State Farm to eliminate up to 500 positions as it consolidates in Va.

July 28, 2004|By Stacey Hirsh | Stacey Hirsh,SUN STAFF

State Farm Insurance Co. will cut 400 to 500 jobs at its Frederick Operations Center over the next 2 1/2 years as part of an effort to consolidate operations in the Mid-Atlantic region, the company said yesterday.

The company is combining its underwriting operations in Frederick with those at its Charlottesville Operations Center in Virginia. The Frederick facility employs 1,000. The Charlottesville facility employs 1,100 but is expected to grow by 200 to 300 workers as the businesses are combined.

The Bloomington, Ill.-based insurer also plans to cut claims offices in the region to 25 from 50. That includes eliminating four of the 10 claims offices in Maryland. Claims offices range from 10 employees to 75 employees, with a total of 1,600 employees in the region, said Matthew Greer, a spokesman for State Farm's Mid-Atlantic region, which includes Maryland, Virginia, Delaware, the District of Columbia, North Carolina and West Virginia.

State Farm's decision to consolidate in Virginia comes after a yearlong internal study of the company's operations in the Mid-Atlantic region. In the end, the company opted for Charlottesville because labor costs are lower.

"It's the best business decision we can make to balance the long-term benefits for our customers, the company and employees and agents," Greer said.

He said he could not quantify the wage difference, but "it is significant."

The Frederick office will continue processing claims from Maryland, Delaware, the District of Columbia and West Virginia, he said. Claims operations for Virginia and North Carolina will remain in Charlottesville, Greer said.

Aris Melissaratos, secretary of the Maryland Department of Business and Economic Development, said it was the best outcome possible after several months of talks between the company and the state.

He said State Farm refused incentive offers to keep the jobs in Maryland, a position he applauded. "They really are a good company, and they're doing the right thing," he said.

Melissaratos said he wasn't concerned that high labor costs in Frederick led State Farm to choose Virginia. He cited Frederick's low unemployment rate - 2.9 percent last month - and Frederick County's strong economy, fueled by job growth in biotechnology and engineering.

The first cuts aren't likely to happen for six months to a year.

State Farm plans to retain as many workers as possible during the consolidation, either by retraining them for new positions or offering them the chance to relocate, Greer said.

"Considering the fact that we're doing this over 2 1/2 years, we anticipate this will have minimal impact," Greer said.

Marie Keegin, director of the Frederick County Office of Economic Development, said the county has agencies to assist employees affected by the State Farm cuts.

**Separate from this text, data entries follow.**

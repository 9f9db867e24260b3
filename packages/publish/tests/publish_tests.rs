use pagesmith_model::{Locale, SectionKind};
use pagesmith_publish::{
    BuiltinCatalog, FileStore, MemoryStore, NewPage, PageStatus, PageStore, PublishConfig,
    PublishError, Publisher,
};
use serde_json::json;

fn memory_publisher() -> Publisher<MemoryStore, BuiltinCatalog> {
    Publisher::new(
        MemoryStore::new(),
        BuiltinCatalog::new(),
        PublishConfig::default(),
    )
}

fn new_page(user: &str, title: &str) -> NewPage {
    NewPage {
        template_id: "starter".to_string(),
        user_id: user.to_string(),
        username: Some(user.to_string()),
        title: title.to_string(),
    }
}

#[test]
fn test_slug_conflict_leaves_page_unchanged() {
    let publisher = memory_publisher();
    let first = publisher.create_page(new_page("ana", "First")).unwrap();
    let second = publisher.create_page(new_page("ben", "Second")).unwrap();

    publisher
        .publish(&first.page_id, None, Some("spring-sale"))
        .unwrap();

    let err = publisher
        .publish(&second.page_id, None, Some("spring-sale"))
        .unwrap_err();
    assert!(matches!(err, PublishError::SlugConflict(ref slug) if slug == "spring-sale"));

    let unchanged = publisher.page(&second.page_id).unwrap();
    assert_eq!(unchanged.status, PageStatus::Draft);
    assert_eq!(unchanged.slug, second.slug);
    assert!(unchanged.artifact.is_none());
}

#[test]
fn test_republish_is_idempotent() {
    let publisher = memory_publisher();
    let page = publisher.create_page(new_page("ana", "Launch")).unwrap();

    let first = publisher.publish(&page.page_id, None, Some("launch")).unwrap();
    let second = publisher.publish(&page.page_id, None, None).unwrap();

    assert_eq!(second.status, PageStatus::Published);
    assert_eq!(second.slug, "launch");
    let (a, b) = (first.artifact.unwrap(), second.artifact.unwrap());
    assert_eq!(a.markup, b.markup);
    assert_eq!(b.url, "http://localhost:3000/launch");
}

#[test]
fn test_publish_missing_page() {
    let err = memory_publisher().publish("ghost", None, None).unwrap_err();
    assert!(matches!(err, PublishError::NotFound { kind: "Page", .. }));
}

#[test]
fn test_published_markup_is_served_by_slug() {
    let publisher = memory_publisher();
    let page = publisher.create_page(new_page("ana", "Launch")).unwrap();

    assert!(publisher.published_markup(&page.slug).is_err());

    publisher.publish(&page.page_id, None, None).unwrap();
    let markup = publisher.published_markup(&page.slug).unwrap();

    assert!(markup.starts_with("<!DOCTYPE html>"));
    assert!(markup.contains("<title>Launch</title>"));
    assert!(markup.contains(&format!(r#"var documentId = "{}";"#, page.page_id)));
}

#[test]
fn test_session_edits_reach_the_published_page() {
    let publisher = memory_publisher();
    let page = publisher.create_page(new_page("ana", "Launch")).unwrap();

    let mut session = publisher.open_session(&page.page_id).unwrap();
    let added = session.add_section(SectionKind::Pricing, None).unwrap();
    let pricing_id = added.created_id.unwrap();
    session.toggle_language();
    publisher.save_session(&page.page_id, &session).unwrap();

    let published = publisher.publish(&page.page_id, None, None).unwrap();
    let markup = published.artifact.unwrap().markup;

    assert_eq!(published.theme.locale, Locale::Ar);
    assert!(markup.contains(&format!(r#"data-section-id="{}""#, pricing_id)));
    assert!(markup.contains("الأكثر شعبية"));
}

#[test]
fn test_rename_avoids_published_slugs() {
    let publisher = memory_publisher();
    let first = publisher.create_page(new_page("ana", "First")).unwrap();
    let second = publisher.create_page(new_page("ben", "Second")).unwrap();
    publisher.publish(&first.page_id, None, Some("summer-menu")).unwrap();

    let renamed = publisher
        .rename_page(&second.page_id, "Summer Menu")
        .unwrap();
    assert!(renamed.slug.starts_with("summer-menu-"));
    assert_eq!(renamed.title, "Summer Menu");

    let third = publisher.create_page(new_page("cat", "Third")).unwrap();
    let renamed = publisher.rename_page(&third.page_id, "Winter Menu").unwrap();
    assert_eq!(renamed.slug, "winter-menu");
}

#[test]
fn test_export_import_round_trip_on_disk() {
    let dir = tempfile::tempdir().unwrap();
    let publisher = Publisher::new(
        FileStore::new(dir.path()),
        BuiltinCatalog::new(),
        PublishConfig::default(),
    );
    let source = publisher.create_page(new_page("ana", "Source")).unwrap();
    let target = publisher.create_page(new_page("ben", "Target")).unwrap();

    let json = publisher.export_page(&source.page_id).unwrap();
    let imported = publisher.import_page(&target.page_id, &json).unwrap();

    assert_eq!(imported.document, source.document);
    assert_eq!(imported.theme, source.theme);
    assert_eq!(imported.title, "Target");
    assert_eq!(publisher.list_pages().unwrap().len(), 2);
}

#[test]
fn test_invalid_import_writes_nothing() {
    let publisher = memory_publisher();
    let page = publisher.create_page(new_page("ana", "Page")).unwrap();

    let broken = json!({
        "version": "1.0.0",
        "sections": [{ "id": "s1", "type": "hero", "order": 0, "content": { "en": {} } }],
        "theme": serde_json::to_value(&page.theme).unwrap(),
        "metadata": { "exportedAt": "2024-01-01T00:00:00Z" }
    })
    .to_string();

    let err = publisher.import_page(&page.page_id, &broken).unwrap_err();
    assert!(matches!(err, PublishError::Validation(_)));
    assert_eq!(publisher.page(&page.page_id).unwrap(), page);

    let err = publisher.import_page("ghost", "{}").unwrap_err();
    assert!(matches!(err, PublishError::NotFound { .. }));
}

#[test]
fn test_file_store_survives_reopen() {
    let dir = tempfile::tempdir().unwrap();
    let page_id = {
        let publisher = Publisher::new(
            FileStore::new(dir.path()),
            BuiltinCatalog::new(),
            PublishConfig::default(),
        );
        let page = publisher.create_page(new_page("ana", "Kept")).unwrap();
        publisher.publish(&page.page_id, None, Some("kept")).unwrap();
        page.page_id
    };

    let store = FileStore::new(dir.path());
    let found = store
        .find_by_slug("kept", Some(PageStatus::Published))
        .unwrap()
        .unwrap();
    assert_eq!(found.page_id, page_id);
    assert_eq!(found.published_url.as_deref(), Some("http://localhost:3000/kept"));
}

She also said the county has a strong financial and insurance industry base.

Frederick is the 10th-fastest-growing county in the country when it comes to employment. The number of jobs in the county grew by 3.8 percent from December 2002 to December 2003, according to a study by the U.S. Bureau of Labor Statistics. The average weekly wage was $724 in Frederick County at the end of last year, 5.6 percent less than the national average of $767.

"We are pleased in Frederick County that we have had, over the last two years, the No. 1 net new jobs in the state and we were just recognized as No. 10 in the country for new jobs, so this is an area that we're blessed with an abundance of good, new jobs," Keegin said. "That, matched with the duration of the time that State Farm is going to be making these changes, should help us keep their employees gainfully employed."

The Associated Press contributed to this article.